§ Brief
Search the records for the string "Ordering", and show each line where it appears.

§ Data shown
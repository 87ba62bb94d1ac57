use smallvec::smallvec;

use super::*;
use crate::field::{Field, GridField2D, ScalarField};
use crate::mesh::{Component, ComponentMesh};
use crate::test_utils::{mesh_of, ring_field, three_minima_field};
use crate::tree::AugmentedTree;

#[test]
fn test_min_flood_raises_to_level_and_stops_at_target() {
  let field = three_minima_field();
  let mesh = mesh_of(&field);
  let mut out = DerivedField::copy_of(&field);

  // Sample 2 (value 1) floods up to the saddle at sample 1 (value 5).
  let stats = flatten_basin(&mesh, &mut out, 2, 1, NodeType::LeafMin, 5.0);
  assert_eq!(out.as_slice(), &[0.0, 5.0, 5.0, 8.0, 3.0]);
  assert_eq!(
    stats,
    FloodStats {
      components: 2,
      positions: 1,
      reached: true,
    }
  );
}

#[test]
fn test_max_flood_lowers_to_level() {
  let field = ring_field();
  let mesh = mesh_of(&field);
  let mut out = DerivedField::copy_of(&field);

  let stats = flatten_basin(&mesh, &mut out, 3, 2, NodeType::LeafMax, 0.0);
  assert_eq!(out.as_slice(), &[0.0, 5.0, 0.0, 0.0, 0.0]);
  assert!(stats.reached);
  assert_eq!(basin(&mesh, 3, 2, NodeType::LeafMax), vec![3, 2]);
}

#[test]
fn test_flood_order_follows_values_then_index() {
  let field = ring_field();
  let mesh = mesh_of(&field);
  // From the 5-peak: both neighbors are 0; the lower index pops first.
  assert_eq!(basin(&mesh, 1, 2, NodeType::LeafMax), vec![1, 0, 2]);
  // From sample 0 upward: 4 (0) before 1 (5).
  assert_eq!(basin(&mesh, 0, 1, NodeType::LeafMin), vec![0, 4, 1]);
}

#[test]
fn test_saddle_kind_is_a_no_op() {
  let field = ring_field();
  let mesh = mesh_of(&field);
  let mut out = DerivedField::copy_of(&field);
  let stats = flatten_basin(&mesh, &mut out, 0, 1, NodeType::Merge, 9.0);
  assert_eq!(stats, FloodStats::default());
  assert_eq!(out.as_slice(), field.values());
  assert!(basin(&mesh, 0, 1, NodeType::Split).is_empty());
}

#[test]
fn test_unreachable_target_drains_queue() {
  let field = Field::from_edges(vec![0.0, 1.0, 2.0], &[(0, 1)]).unwrap();
  let mesh = mesh_of(&field);
  let mut out = DerivedField::copy_of(&field);
  let stats = flatten_basin(&mesh, &mut out, 0, 2, NodeType::LeafMin, 4.0);
  assert!(!stats.reached);
  assert_eq!(stats.components, 2);
  assert_eq!(out.as_slice(), &[4.0, 4.0, 2.0]);
}

#[test]
fn test_clamp_writes_every_member_position() {
  // Component 0 covers samples 0 and 2; component 1 covers sample 1.
  let mesh = ComponentMesh::from_components(vec![
    Component {
      value: 1.0,
      positions: smallvec![0, 2],
      neighbors: smallvec![1],
    },
    Component::sample(1, 3.0, smallvec![0]),
  ])
  .unwrap();
  let mut out = DerivedField::from(vec![1.0, 3.0, 2.0]);

  let stats = flatten_basin(&mesh, &mut out, 0, 1, NodeType::LeafMin, 3.0);
  assert_eq!(out.as_slice(), &[3.0, 3.0, 3.0]);
  assert_eq!(stats.positions, 2);
}

// =============================================================================
// Exhaustive basin containment
// =============================================================================

fn for_each_permutation(values: &mut [f32], k: usize, f: &mut impl FnMut(&[f32])) {
  if k == values.len() {
    f(values);
    return;
  }
  for i in k..values.len() {
    values.swap(k, i);
    for_each_permutation(values, k + 1, f);
    values.swap(k, i);
  }
}

/// Components connected to `start` through sweep keys below `parent`'s.
fn sublevel_basin<F: ScalarField>(field: &F, start: usize, parent: usize, direction: Direction) -> Vec<usize> {
  let key = |i: usize| direction.sort_key(field.value(i), i);
  let limit = key(parent);
  let mut seen = vec![false; field.size()];
  let mut stack = vec![start];
  seen[start] = true;
  let mut out = vec![parent];
  while let Some(c) = stack.pop() {
    out.push(c);
    for nb in field.neighbors(c) {
      if !seen[nb] && key(nb) < limit {
        seen[nb] = true;
        stack.push(nb);
      }
    }
  }
  out.sort_unstable();
  out
}

/// The flood from every leaf to its parent covers exactly the leaf's
/// sublevel component plus the parent, in both sweep directions.
fn assert_basins_contained<F: ScalarField>(field: &F) -> usize {
  let mesh = ComponentMesh::from_field(field);
  let mut checked = 0;
  for direction in [Direction::Ascending, Direction::Descending] {
    let tree = AugmentedTree::build(&mesh, direction);
    for leaf in tree.leaves() {
      let node = tree.node(leaf);
      let Some(parent) = node.parent() else {
        continue;
      };
      let parent = tree.node(parent).position();

      let mut visited = basin(&mesh, node.position(), parent, node.kind());
      assert_eq!(visited.first(), Some(&node.position()));
      assert_eq!(visited.last(), Some(&parent));

      visited.sort_unstable();
      assert_eq!(
        visited,
        sublevel_basin(field, node.position(), parent, direction)
      );
      checked += 1;
    }
  }
  checked
}

#[test]
fn test_basin_containment_grid_permutations() {
  let mut values: Vec<f32> = (0..6).map(|v| v as f32).collect();
  let mut checked = 0;
  for_each_permutation(&mut values, 0, &mut |perm| {
    let grid = GridField2D::new(3, 2, perm.to_vec()).unwrap();
    checked += assert_basins_contained(&grid);
  });
  assert!(checked > 0);
}

#[test]
fn test_basin_containment_path_with_ties() {
  // Every assignment of {0, 1, 2} to a 6-sample path.
  let mut checked = 0;
  for code in 0..3usize.pow(6) {
    let values = (0..6).map(|i| ((code / 3usize.pow(i)) % 3) as f32).collect();
    checked += assert_basins_contained(&Field::path(values));
  }
  assert!(checked > 0);
}
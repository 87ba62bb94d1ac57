//! Disjoint sets over component ids.
//!
//! Path halving in `find`, union by rank with the lower id winning ties so
//! that representatives do not depend on union order.

/// Union-find with path halving and union by rank.
#[derive(Debug, Clone)]
pub struct UnionFind {
  parent: Vec<usize>,
  rank: Vec<u8>,
}

impl UnionFind {
  /// `n` singleton sets.
  pub fn new(n: usize) -> Self {
    Self {
      parent: (0..n).collect(),
      rank: vec![0u8; n],
    }
  }

  /// Representative of the set containing `x`.
  pub fn find(&mut self, mut x: usize) -> usize {
    while self.parent[x] != x {
      let grandparent = self.parent[self.parent[x]];
      self.parent[x] = grandparent;
      x = grandparent;
    }
    x
  }

  /// Merge the sets containing `a` and `b`. Returns the new representative.
  pub fn union(&mut self, a: usize, b: usize) -> usize {
    let ra = self.find(a);
    let rb = self.find(b);
    if ra == rb {
      return ra;
    }

    use std::cmp::Ordering;
    match self.rank[ra].cmp(&self.rank[rb]) {
      Ordering::Less => {
        self.parent[ra] = rb;
        rb
      }
      Ordering::Greater => {
        self.parent[rb] = ra;
        ra
      }
      Ordering::Equal => {
        let (root, child) = if ra < rb { (ra, rb) } else { (rb, ra) };
        self.parent[child] = root;
        self.rank[root] += 1;
        root
      }
    }
  }

  pub fn len(&self) -> usize {
    self.parent.len()
  }

  pub fn is_empty(&self) -> bool {
    self.parent.is_empty()
  }
}
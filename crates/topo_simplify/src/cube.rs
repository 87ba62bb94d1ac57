//! DataCube - a 3-D sample volume with slice, subset and moment helpers.
//!
//! Samples are stored x-fastest: `index = x + y * width + z * width * height`.
//! `z` is the spectral (channel) axis.

use std::ops::Range;

use crate::error::{Result, SimplifyError};
use crate::field::GridField2D;

/// Dense `width x height x depth` volume of `f32` samples.
#[derive(Clone, Debug, PartialEq)]
pub struct DataCube {
  width: usize,
  height: usize,
  depth: usize,
  values: Vec<f32>,
}

impl DataCube {
  pub fn new(width: usize, height: usize, depth: usize, values: Vec<f32>) -> Result<Self> {
    let expected = width
      .checked_mul(height)
      .and_then(|plane| plane.checked_mul(depth))
      .ok_or_else(|| SimplifyError::ShapeOverflow {
        shape: vec![width, height, depth],
      })?;
    if expected == 0 {
      return Err(SimplifyError::EmptyField);
    }
    if values.len() != expected {
      return Err(SimplifyError::ShapeMismatch {
        shape: vec![width, height, depth],
        expected,
        actual: values.len(),
      });
    }
    Ok(Self {
      width,
      height,
      depth,
      values,
    })
  }

  /// Evaluate `f(x, y, z)` at every sample.
  pub fn from_fn(width: usize, height: usize, depth: usize, f: impl Fn(usize, usize, usize) -> f32) -> Self {
    let mut values = Vec::with_capacity(width * height * depth);
    for z in 0..depth {
      for y in 0..height {
        for x in 0..width {
          values.push(f(x, y, z));
        }
      }
    }
    Self {
      width,
      height,
      depth,
      values,
    }
  }

  pub fn width(&self) -> usize {
    self.width
  }

  pub fn height(&self) -> usize {
    self.height
  }

  pub fn depth(&self) -> usize {
    self.depth
  }

  #[inline]
  pub fn value(&self, x: usize, y: usize, z: usize) -> f32 {
    self.values[x + self.width * (y + self.height * z)]
  }

  pub fn values(&self) -> &[f32] {
    &self.values
  }

  /// The `z` plane as a 4-connected 2-D field.
  pub fn slice(&self, z: usize) -> Result<GridField2D> {
    if z >= self.depth {
      return Err(SimplifyError::IndexOutOfRange {
        index: z,
        len: self.depth,
      });
    }
    let plane = self.width * self.height;
    let start = z * plane;
    GridField2D::new(self.width, self.height, self.values[start..start + plane].to_vec())
  }

  /// Rectangular sub-region over every channel.
  pub fn subset(&self, xs: Range<usize>, ys: Range<usize>) -> Result<DataCube> {
    check_range(&xs, self.width)?;
    check_range(&ys, self.height)?;
    let mut values = Vec::with_capacity(xs.len() * ys.len() * self.depth);
    for z in 0..self.depth {
      for y in ys.clone() {
        for x in xs.clone() {
          values.push(self.value(x, y, z));
        }
      }
    }
    DataCube::new(xs.len(), ys.len(), self.depth, values)
  }

  /// Zeroth moment: `M0(x, y) = Σ_z |A(x, y, z)|`.
  ///
  /// Non-finite samples contribute nothing.
  pub fn moment0(&self) -> GridField2D {
    GridField2D::from_fn(self.width, self.height, |x, y| {
      (0..self.depth).map(|z| self.magnitude(x, y, z)).sum()
    })
  }

  /// First moment (intensity-weighted channel):
  /// `M1(x, y) = Σ_z z |A| / Σ_z |A|`, zero where the column is empty.
  pub fn moment1(&self) -> GridField2D {
    GridField2D::from_fn(self.width, self.height, |x, y| {
      let (weighted, total) = (0..self.depth).fold((0.0f64, 0.0f64), |(w, t), z| {
        let a = self.magnitude(x, y, z) as f64;
        (w + z as f64 * a, t + a)
      });
      if total > 0.0 {
        (weighted / total) as f32
      } else {
        0.0
      }
    })
  }

  #[inline]
  fn magnitude(&self, x: usize, y: usize, z: usize) -> f32 {
    let v = self.value(x, y, z);
    if v.is_finite() {
      v.abs()
    } else {
      0.0
    }
  }
}

fn check_range(range: &Range<usize>, len: usize) -> Result<()> {
  if range.is_empty() {
    return Err(SimplifyError::EmptyField);
  }
  if range.end > len {
    return Err(SimplifyError::IndexOutOfRange {
      index: range.end - 1,
      len,
    });
  }
  Ok(())
}

#[cfg(test)]
#[path = "cube_test.rs"]
mod cube_test;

§ Output for this task
    use std::cmp::Ordering;
      Ordering::Less => {
      Ordering::Greater => {
      Ordering::Equal => {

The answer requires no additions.